New Show Alert: Riverdale


Leo Rocha, Co-Editor in Chief

For teen soaps, there are certain requirements needed to be met in order to achieve a successful fan following: a forbidden relationship, a love triangle, mean girls and, of course, a good murder or two. Rarely, however, is this formula executed well—countless shows have been cancelled over the years after a few measly episodes for failing to properly emulate this setup. Nonetheless, following the likes of  “Gossip Girl” and “Pretty Little Liars,” (PLL) The CW Network has culminated the teen soap framework in their latest series, “Riverdale.”  Based upon Archie Comics, the classic characters have been updated and revamped for the modern era, but do not be mistaken: this is definitely not the same family-friendly, “All-American Boy” Archie from the 1950s.

Unknown to some, Archie Comics went through a major reboot in 2015. All of the Archie titles were relaunched, starting with brand new #1 issues for the first time in 73 years, signaling a major shift in the Archie Universe. The art and writing styles changed drastically in order to bring Archie into the 21st century. These alterations ultimately led to the creation of the show.

“Riverdale,” for the most part, remains loyal to the heart of its source material. When it comes to properties as old as Archie Comics, there are bound to be some slight changes for its transition to a new generation. Many characters who were originally white in the comics were cast as people of color in the show, such as Ashleigh Murray as Josie McCoy (along with the rest of the Pussycats) and Ross Butler as Reggie Mantle. Casey Cott also stars as Kevin Keller, the first openly gay character in Archie Comics’ history. Both of these casting decisions reflect the diversity and inclusivity of today’s age that was not present when the comics were first published.

The most significant change by far, however, is that Jason Blossom, brother to Cheryl, the prodigal “it” girl of Riverdale High, is dead. His presumed murder is the focal point of the show, setting off a chain of events that reveal the cracks in the characters’ seemingly idyllic small town life, akin to “Twin Peaks.” Another difference is the notable aging down of Miss Grundy, who is revealed to be having an affair with Archie Andrews himself. This is one of the low points of “Riverdale,” feeling a bit unnecessary and forced, seemingly written only to attract the attention of PLL fans while they prepare to mourn for the upcoming end of their show.

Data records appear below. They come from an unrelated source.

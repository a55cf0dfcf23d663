use axum::{
    extract::{Path, State},
    http::{header, StatusCode},
    response::{IntoResponse, Json},
    Extension,
};
use uuid::Uuid;
use validator::Validate;

use crate::{
    dto::{
        assessment_dto::{decimal_to_f64, AssessmentPayload, SendInvitePayload},
        review_dto::{CompleteReviewPayload, UpdateAnswerPayload},
    },
    error::Result,
    models::user::AuthUser,
    services::export_service::{results_filename, ExportService, XLSX_CONTENT_TYPE},
    AppState,
};

#[axum::debug_handler]
pub async fn list_assessments(
    State(state): State<AppState>,
    Extension(user): Extension<AuthUser>,
) -> Result<impl IntoResponse> {
    let assessments = state.assessment_service.list(&user).await?;
    Ok(Json(assessments))
}

#[axum::debug_handler]
pub async fn create_assessment(
    State(state): State<AppState>,
    Extension(user): Extension<AuthUser>,
    Json(payload): Json<AssessmentPayload>,
) -> Result<impl IntoResponse> {
    payload.validate()?;
    let assessment = state.assessment_service.create(payload, &user).await?;
    Ok((StatusCode::CREATED, Json(assessment)))
}

#[axum::debug_handler]
pub async fn get_assessment(
    State(state): State<AppState>,
    Extension(user): Extension<AuthUser>,
    Path(id): Path<Uuid>,
) -> Result<impl IntoResponse> {
    let assessment = state.assessment_service.get(id, &user).await?;
    Ok(Json(assessment))
}

#[axum::debug_handler]
pub async fn update_assessment(
    State(state): State<AppState>,
    Extension(user): Extension<AuthUser>,
    Path(id): Path<Uuid>,
    Json(payload): Json<AssessmentPayload>,
) -> Result<impl IntoResponse> {
    payload.validate()?;
    let assessment = state.assessment_service.update(id, payload, &user).await?;
    Ok(Json(assessment))
}

#[axum::debug_handler]
pub async fn delete_assessment(
    State(state): State<AppState>,
    Extension(user): Extension<AuthUser>,
    Path(id): Path<Uuid>,
) -> Result<impl IntoResponse> {
    state.assessment_service.delete(id, &user).await?;
    Ok(StatusCode::NO_CONTENT)
}

#[axum::debug_handler]
pub async fn assessment_results(
    State(state): State<AppState>,
    Extension(user): Extension<AuthUser>,
    Path(id): Path<Uuid>,
) -> Result<impl IntoResponse> {
    let results = state.assessment_service.results(id, &user).await?;
    Ok(Json(results))
}

/// Results workbook as an attachment.
#[axum::debug_handler]
pub async fn export_results(
    State(state): State<AppState>,
    Extension(user): Extension<AuthUser>,
    Path(id): Path<Uuid>,
) -> Result<impl IntoResponse> {
    let assessment = state.assessment_service.get_owned(id, &user).await?;
    let results = state.assessment_service.results(id, &user).await?;
    let now = state.clock.now();

    let buffer = ExportService::generate_results_xlsx(
        &assessment.title,
        decimal_to_f64(assessment.passing_score),
        &results,
        now,
    )?;
    let disposition = format!(
        "attachment; filename=\"{}\"",
        results_filename(&assessment.title, now)
    );

    Ok((
        StatusCode::OK,
        [
            (header::CONTENT_TYPE, XLSX_CONTENT_TYPE.to_string()),
            (header::CONTENT_DISPOSITION, disposition),
        ],
        buffer,
    ))
}

#[axum::debug_handler]
pub async fn send_invite(
    State(state): State<AppState>,
    Extension(user): Extension<AuthUser>,
    Json(payload): Json<SendInvitePayload>,
) -> Result<impl IntoResponse> {
    payload.validate()?;
    let report = state.assessment_service.send_invites(payload, &user).await?;
    Ok(Json(report))
}

#[axum::debug_handler]
pub async fn get_submission_review(
    State(state): State<AppState>,
    Extension(user): Extension<AuthUser>,
    Path((assessment_id, attempt_id)): Path<(Uuid, Uuid)>,
) -> Result<impl IntoResponse> {
    let review = state
        .review_service
        .get_for_attempt(assessment_id, attempt_id, &user)
        .await?;
    Ok(Json(review))
}

#[axum::debug_handler]
pub async fn update_review_answer(
    State(state): State<AppState>,
    Extension(user): Extension<AuthUser>,
    Path((review_id, question_id)): Path<(Uuid, i32)>,
    Json(payload): Json<UpdateAnswerPayload>,
) -> Result<impl IntoResponse> {
    payload.validate()?;
    let question = state
        .review_service
        .update_answer(review_id, question_id, payload, &user)
        .await?;
    Ok(Json(question))
}

#[axum::debug_handler]
pub async fn complete_review(
    State(state): State<AppState>,
    Extension(user): Extension<AuthUser>,
    Path(review_id): Path<Uuid>,
    payload: Option<Json<CompleteReviewPayload>>,
) -> Result<impl IntoResponse> {
    let payload = payload.map(|Json(p)| p).unwrap_or_default();
    payload.validate()?;
    let result = state.review_service.complete(review_id, payload, &user).await?;
    Ok(Json(result))
}

#[axum::debug_handler]
pub async fn release_results(
    State(state): State<AppState>,
    Extension(user): Extension<AuthUser>,
    Path(review_id): Path<Uuid>,
) -> Result<impl IntoResponse> {
    let result = state.review_service.release(review_id, &user).await?;
    Ok(Json(result))
}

With a mix of stars like Luke Perry (Beverly Hills, 90210), Mädchen Amick (Twin Peaks) and Cole Sprouse (The Suite Life of Zack & Cody) alongside newcomers Camila Mendes, KJ Apa and Lili Reinhart, “Riverdale” is full of fresh and experienced talent. Each character was cast perfectly, almost as if they leapt from the pages and onto the small screen. Apa channels Archie’s naivety and wholesomeness with a charming smirk, but can also switch off the good boy image when need be. Reinhart gives a genuine, down-to-earth performance as Betty Cooper, cementing her as the quiet but loveable “girl-next-door.” Mendes as reformed mean girl Veronica Lodge is the real star of the show, wearing the most fashionable outfits and constantly delivering clever popular culture references, reminiscent of a kinder Blair Waldorf from “Gossip Girl.” While there was not much of Sprouse in the show’s first episode, the few scenes he was in were indicative that his role as broody Jughead Jones will serve as an effective foil to the lighthearted Archie.

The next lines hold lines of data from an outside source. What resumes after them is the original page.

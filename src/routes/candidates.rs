use axum::{
    extract::{Path, State},
    response::{IntoResponse, Json},
    Extension,
};
use serde_json::json;
use uuid::Uuid;
use validator::Validate;

use crate::{
    dto::candidate_dto::UpdateCandidateStatusPayload, error::Result, models::user::AuthUser,
    AppState,
};

#[axum::debug_handler]
pub async fn list_candidates(
    State(state): State<AppState>,
    Extension(user): Extension<AuthUser>,
) -> Result<impl IntoResponse> {
    let candidates = state.candidate_service.list(&user).await?;
    Ok(Json(candidates))
}

#[axum::debug_handler]
pub async fn update_candidate_status(
    State(state): State<AppState>,
    Extension(user): Extension<AuthUser>,
    Path(id): Path<Uuid>,
    Json(payload): Json<UpdateCandidateStatusPayload>,
) -> Result<impl IntoResponse> {
    payload.validate()?;
    let status = state.candidate_service.set_status(id, &payload.status, &user).await?;
    Ok(Json(json!({ "id": id, "status": status })))
}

Again drawing comparison to “Gossip Girl,” the children in this show are not the only ones with drama. The parents, namely Fred Andrews (Perry), Hermione Lodge (Marisol Nichols) and Alice Cooper (Amick) each have their own storylines revolving around their time growing up together. This is another plus for “Riverdale,” fully developing their characters instead of leaving them as traditional parental archetypes or even absent altogether.

With the spectacular Destiny’s Child-esque performance by Josie and the Pussycats and Archie’s desire to write songs, it seems like “Riverdale” is going to be a heavily music-centered show. This could either be very good, or very bad. The original comics created a fictional band aptly called “The Archies” which later formed in real life and recorded the popular song “Sugar, Sugar.” From the small snippets of music heard in the first episode, it is clear that the show will not be producing upbeat songs like the old “Archies.” Instead, songs are likely to have an indie-folk and alternative feel to them.

Based on the success of the premiere, there is no doubt that “Riverdale” will become a compelling and addictive hit. Not only does it have self-referential humor in regards to the classic Betty/Archie/Veronica love triangle, but it also fully expands on the ordeal and focuses more on the empowering friendship between Betty and Veronica instead of resorting to the misogynistic “fighting over a boy” rivalry. Unlike their comic book counterparts, each character is multi-faceted, no longer constrained to an archetype. Everyone has a secret, and no one is innocent. With its glowing neon lights, eerie foggy landscapes and neo-noir undertones, the town of Riverdale and its mysteries are worth exploring.